- [What you will do]: Starting with the line that contains "Every record read" and stopping after the line that contains "Err(error) => return", return each line below exactly as written, with no others.

- [Data under study]:
Segment Open
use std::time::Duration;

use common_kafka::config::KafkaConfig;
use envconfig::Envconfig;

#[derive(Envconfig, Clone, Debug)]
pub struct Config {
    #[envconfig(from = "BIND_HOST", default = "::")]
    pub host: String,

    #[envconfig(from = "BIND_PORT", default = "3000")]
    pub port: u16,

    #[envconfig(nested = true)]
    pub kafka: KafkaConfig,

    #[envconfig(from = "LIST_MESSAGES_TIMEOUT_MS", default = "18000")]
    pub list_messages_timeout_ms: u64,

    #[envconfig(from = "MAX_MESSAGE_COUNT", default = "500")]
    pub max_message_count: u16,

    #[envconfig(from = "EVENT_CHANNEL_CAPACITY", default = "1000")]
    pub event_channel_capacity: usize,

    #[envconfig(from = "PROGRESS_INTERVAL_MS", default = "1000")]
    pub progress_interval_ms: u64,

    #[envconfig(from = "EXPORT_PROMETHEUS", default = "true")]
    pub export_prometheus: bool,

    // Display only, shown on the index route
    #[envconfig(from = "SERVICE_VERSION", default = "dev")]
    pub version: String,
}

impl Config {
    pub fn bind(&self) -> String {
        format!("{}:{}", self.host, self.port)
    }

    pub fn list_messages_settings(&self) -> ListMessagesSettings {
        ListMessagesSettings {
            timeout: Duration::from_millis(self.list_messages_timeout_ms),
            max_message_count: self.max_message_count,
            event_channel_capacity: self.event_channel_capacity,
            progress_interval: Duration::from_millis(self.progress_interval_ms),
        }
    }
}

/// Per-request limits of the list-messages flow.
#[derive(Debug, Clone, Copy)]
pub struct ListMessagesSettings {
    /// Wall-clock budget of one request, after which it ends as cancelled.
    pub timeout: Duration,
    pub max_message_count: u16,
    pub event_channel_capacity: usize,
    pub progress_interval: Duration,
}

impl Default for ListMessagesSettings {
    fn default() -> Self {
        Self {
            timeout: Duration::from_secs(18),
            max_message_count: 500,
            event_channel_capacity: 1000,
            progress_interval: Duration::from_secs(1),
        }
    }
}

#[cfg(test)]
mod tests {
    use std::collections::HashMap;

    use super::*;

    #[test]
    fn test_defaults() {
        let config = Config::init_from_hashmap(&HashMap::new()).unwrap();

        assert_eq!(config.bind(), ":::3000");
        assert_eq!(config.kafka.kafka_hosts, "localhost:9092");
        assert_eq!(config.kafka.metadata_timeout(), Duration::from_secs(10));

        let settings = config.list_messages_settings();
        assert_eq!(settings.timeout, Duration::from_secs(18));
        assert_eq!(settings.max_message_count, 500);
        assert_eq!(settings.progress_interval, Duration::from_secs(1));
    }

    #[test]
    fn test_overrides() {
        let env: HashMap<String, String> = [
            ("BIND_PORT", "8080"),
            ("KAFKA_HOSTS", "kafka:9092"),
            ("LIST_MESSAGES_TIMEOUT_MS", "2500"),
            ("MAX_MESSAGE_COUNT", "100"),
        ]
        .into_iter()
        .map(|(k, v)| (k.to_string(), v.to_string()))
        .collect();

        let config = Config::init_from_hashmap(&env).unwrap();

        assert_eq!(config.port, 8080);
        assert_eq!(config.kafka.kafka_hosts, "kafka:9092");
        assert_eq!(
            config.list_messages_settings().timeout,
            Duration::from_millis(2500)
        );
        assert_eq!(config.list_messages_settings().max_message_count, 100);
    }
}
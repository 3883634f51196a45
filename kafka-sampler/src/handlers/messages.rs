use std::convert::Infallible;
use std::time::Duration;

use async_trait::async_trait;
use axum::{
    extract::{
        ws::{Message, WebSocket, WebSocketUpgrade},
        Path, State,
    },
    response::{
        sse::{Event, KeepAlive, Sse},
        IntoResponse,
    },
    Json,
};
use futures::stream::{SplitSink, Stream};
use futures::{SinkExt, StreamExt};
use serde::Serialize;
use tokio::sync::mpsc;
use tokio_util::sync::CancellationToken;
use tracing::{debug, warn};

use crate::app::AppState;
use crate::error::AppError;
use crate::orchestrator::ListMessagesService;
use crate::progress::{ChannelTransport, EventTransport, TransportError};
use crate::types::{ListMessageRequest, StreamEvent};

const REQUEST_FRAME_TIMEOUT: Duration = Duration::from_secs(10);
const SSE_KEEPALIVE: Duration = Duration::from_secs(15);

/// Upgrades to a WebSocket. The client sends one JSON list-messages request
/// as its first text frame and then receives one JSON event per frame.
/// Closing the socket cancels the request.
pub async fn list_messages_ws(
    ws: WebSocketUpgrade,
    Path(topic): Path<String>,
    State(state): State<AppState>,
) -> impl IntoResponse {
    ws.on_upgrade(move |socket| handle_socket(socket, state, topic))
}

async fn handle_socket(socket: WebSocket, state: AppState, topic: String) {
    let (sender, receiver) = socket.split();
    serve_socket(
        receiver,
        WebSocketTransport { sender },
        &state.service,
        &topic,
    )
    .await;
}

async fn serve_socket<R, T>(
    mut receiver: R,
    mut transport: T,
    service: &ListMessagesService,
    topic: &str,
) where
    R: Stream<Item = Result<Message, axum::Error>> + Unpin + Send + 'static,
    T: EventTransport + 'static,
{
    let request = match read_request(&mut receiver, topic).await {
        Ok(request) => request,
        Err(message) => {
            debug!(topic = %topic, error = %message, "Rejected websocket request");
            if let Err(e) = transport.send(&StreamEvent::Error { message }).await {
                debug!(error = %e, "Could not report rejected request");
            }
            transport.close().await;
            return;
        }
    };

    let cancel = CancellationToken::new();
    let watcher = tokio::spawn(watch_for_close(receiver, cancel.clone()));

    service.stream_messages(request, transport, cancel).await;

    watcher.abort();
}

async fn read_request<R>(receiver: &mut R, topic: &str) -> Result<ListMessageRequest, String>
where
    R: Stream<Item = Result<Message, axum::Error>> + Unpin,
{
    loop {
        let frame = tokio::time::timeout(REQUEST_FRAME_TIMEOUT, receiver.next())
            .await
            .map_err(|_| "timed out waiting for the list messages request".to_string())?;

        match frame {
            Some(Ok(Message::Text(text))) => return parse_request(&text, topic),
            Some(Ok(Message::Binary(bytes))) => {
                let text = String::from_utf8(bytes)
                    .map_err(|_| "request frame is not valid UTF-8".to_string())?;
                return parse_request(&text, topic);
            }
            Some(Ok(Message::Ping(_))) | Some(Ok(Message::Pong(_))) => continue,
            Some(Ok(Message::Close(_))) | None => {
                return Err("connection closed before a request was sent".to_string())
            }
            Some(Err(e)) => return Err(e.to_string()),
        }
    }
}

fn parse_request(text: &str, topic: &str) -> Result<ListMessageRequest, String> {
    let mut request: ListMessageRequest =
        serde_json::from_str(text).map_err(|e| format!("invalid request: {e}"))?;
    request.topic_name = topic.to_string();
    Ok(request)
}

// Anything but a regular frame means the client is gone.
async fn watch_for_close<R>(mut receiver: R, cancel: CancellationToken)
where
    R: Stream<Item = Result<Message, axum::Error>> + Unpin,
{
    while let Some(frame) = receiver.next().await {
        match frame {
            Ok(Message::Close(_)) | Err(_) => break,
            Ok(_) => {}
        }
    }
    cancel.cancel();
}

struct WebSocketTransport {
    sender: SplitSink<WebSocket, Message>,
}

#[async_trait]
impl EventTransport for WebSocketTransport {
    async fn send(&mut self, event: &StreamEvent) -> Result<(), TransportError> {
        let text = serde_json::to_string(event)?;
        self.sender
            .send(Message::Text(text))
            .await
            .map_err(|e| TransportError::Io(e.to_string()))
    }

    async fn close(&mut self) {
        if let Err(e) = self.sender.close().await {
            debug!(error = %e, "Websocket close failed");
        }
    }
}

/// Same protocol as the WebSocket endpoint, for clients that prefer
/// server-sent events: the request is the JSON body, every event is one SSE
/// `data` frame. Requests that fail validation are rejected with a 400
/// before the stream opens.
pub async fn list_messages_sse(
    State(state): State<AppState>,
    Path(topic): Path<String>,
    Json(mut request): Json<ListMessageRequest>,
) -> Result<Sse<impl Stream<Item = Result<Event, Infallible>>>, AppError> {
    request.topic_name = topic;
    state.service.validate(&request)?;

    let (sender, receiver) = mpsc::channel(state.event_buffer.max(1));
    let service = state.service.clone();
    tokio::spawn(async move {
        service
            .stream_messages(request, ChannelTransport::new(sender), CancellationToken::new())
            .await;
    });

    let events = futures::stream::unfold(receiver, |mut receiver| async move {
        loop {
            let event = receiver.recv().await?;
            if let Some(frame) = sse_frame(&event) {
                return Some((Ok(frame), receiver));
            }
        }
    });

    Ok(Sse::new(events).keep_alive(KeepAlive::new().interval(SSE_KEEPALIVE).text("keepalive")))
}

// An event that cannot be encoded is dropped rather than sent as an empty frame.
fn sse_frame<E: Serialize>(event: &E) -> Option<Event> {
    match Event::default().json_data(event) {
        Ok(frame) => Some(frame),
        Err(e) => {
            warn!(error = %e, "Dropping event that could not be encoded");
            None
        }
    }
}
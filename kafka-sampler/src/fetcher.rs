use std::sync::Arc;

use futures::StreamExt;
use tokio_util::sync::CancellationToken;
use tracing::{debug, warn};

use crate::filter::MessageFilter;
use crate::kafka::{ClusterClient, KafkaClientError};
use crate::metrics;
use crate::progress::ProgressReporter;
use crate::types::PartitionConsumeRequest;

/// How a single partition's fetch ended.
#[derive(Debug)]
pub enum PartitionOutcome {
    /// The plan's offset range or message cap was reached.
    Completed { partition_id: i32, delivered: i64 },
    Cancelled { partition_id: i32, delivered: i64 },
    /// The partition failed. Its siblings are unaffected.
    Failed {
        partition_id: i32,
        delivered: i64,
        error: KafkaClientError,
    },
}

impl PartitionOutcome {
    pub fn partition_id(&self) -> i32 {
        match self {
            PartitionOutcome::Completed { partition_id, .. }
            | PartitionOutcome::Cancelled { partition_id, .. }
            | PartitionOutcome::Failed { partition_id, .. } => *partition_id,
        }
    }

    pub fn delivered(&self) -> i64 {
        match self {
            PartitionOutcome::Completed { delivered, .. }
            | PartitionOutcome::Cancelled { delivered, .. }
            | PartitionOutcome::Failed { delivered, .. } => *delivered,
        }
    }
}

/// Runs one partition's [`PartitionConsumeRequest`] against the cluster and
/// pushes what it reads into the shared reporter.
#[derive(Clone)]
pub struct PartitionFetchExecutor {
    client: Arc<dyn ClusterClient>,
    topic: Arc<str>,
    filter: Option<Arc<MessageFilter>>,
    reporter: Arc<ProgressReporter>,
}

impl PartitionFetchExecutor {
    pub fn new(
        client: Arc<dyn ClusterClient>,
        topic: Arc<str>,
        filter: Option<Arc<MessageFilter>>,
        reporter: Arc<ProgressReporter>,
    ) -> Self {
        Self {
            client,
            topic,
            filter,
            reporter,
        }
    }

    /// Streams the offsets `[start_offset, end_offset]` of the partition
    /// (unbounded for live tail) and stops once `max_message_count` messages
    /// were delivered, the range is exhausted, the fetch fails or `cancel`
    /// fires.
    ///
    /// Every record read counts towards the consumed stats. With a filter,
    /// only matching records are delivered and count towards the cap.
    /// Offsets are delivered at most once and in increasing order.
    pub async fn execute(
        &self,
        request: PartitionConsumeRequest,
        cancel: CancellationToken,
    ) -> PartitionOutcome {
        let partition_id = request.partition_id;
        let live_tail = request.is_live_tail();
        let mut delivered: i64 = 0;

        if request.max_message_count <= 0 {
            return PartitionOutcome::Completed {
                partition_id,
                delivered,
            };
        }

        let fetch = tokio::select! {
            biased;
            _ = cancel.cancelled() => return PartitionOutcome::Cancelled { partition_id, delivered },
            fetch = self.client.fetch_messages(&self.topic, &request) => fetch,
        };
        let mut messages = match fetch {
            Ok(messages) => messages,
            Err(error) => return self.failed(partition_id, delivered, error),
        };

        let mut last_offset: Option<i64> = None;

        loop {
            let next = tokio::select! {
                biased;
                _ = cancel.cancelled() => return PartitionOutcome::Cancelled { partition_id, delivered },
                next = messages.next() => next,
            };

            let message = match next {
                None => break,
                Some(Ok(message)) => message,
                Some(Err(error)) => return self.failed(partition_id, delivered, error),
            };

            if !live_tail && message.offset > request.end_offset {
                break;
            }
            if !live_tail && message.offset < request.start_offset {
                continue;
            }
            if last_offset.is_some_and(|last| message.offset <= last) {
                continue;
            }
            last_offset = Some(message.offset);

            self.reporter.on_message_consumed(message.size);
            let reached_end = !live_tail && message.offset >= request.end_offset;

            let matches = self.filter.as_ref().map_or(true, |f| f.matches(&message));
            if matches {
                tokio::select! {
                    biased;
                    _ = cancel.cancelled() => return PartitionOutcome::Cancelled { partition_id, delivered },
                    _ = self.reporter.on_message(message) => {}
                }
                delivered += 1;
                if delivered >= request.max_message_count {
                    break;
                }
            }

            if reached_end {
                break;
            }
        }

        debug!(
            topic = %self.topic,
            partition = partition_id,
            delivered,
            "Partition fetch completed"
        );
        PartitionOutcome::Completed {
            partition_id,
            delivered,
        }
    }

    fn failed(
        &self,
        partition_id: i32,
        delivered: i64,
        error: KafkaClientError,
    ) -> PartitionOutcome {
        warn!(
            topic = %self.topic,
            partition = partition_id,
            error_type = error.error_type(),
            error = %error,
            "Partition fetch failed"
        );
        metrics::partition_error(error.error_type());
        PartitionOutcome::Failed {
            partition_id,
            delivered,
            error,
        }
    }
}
Segment Closed
- [Task output]:
    /// Every record read counts towards the consumed stats. With a filter,
    /// only matching records are delivered and count towards the cap.
    /// Offsets are delivered at most once and in increasing order.
    pub async fn execute(
        &self,
        request: PartitionConsumeRequest,
        cancel: CancellationToken,
    ) -> PartitionOutcome {
        let partition_id = request.partition_id;
        let live_tail = request.is_live_tail();
        let mut delivered: i64 = 0;

        if request.max_message_count <= 0 {
            return PartitionOutcome::Completed {
                partition_id,
                delivered,
            };
        }

        let fetch = tokio::select! {
            biased;
            _ = cancel.cancelled() => return PartitionOutcome::Cancelled { partition_id, delivered },
            fetch = self.client.fetch_messages(&self.topic, &request) => fetch,
        };
        let mut messages = match fetch {
            Ok(messages) => messages,
            Err(error) => return self.failed(partition_id, delivered, error),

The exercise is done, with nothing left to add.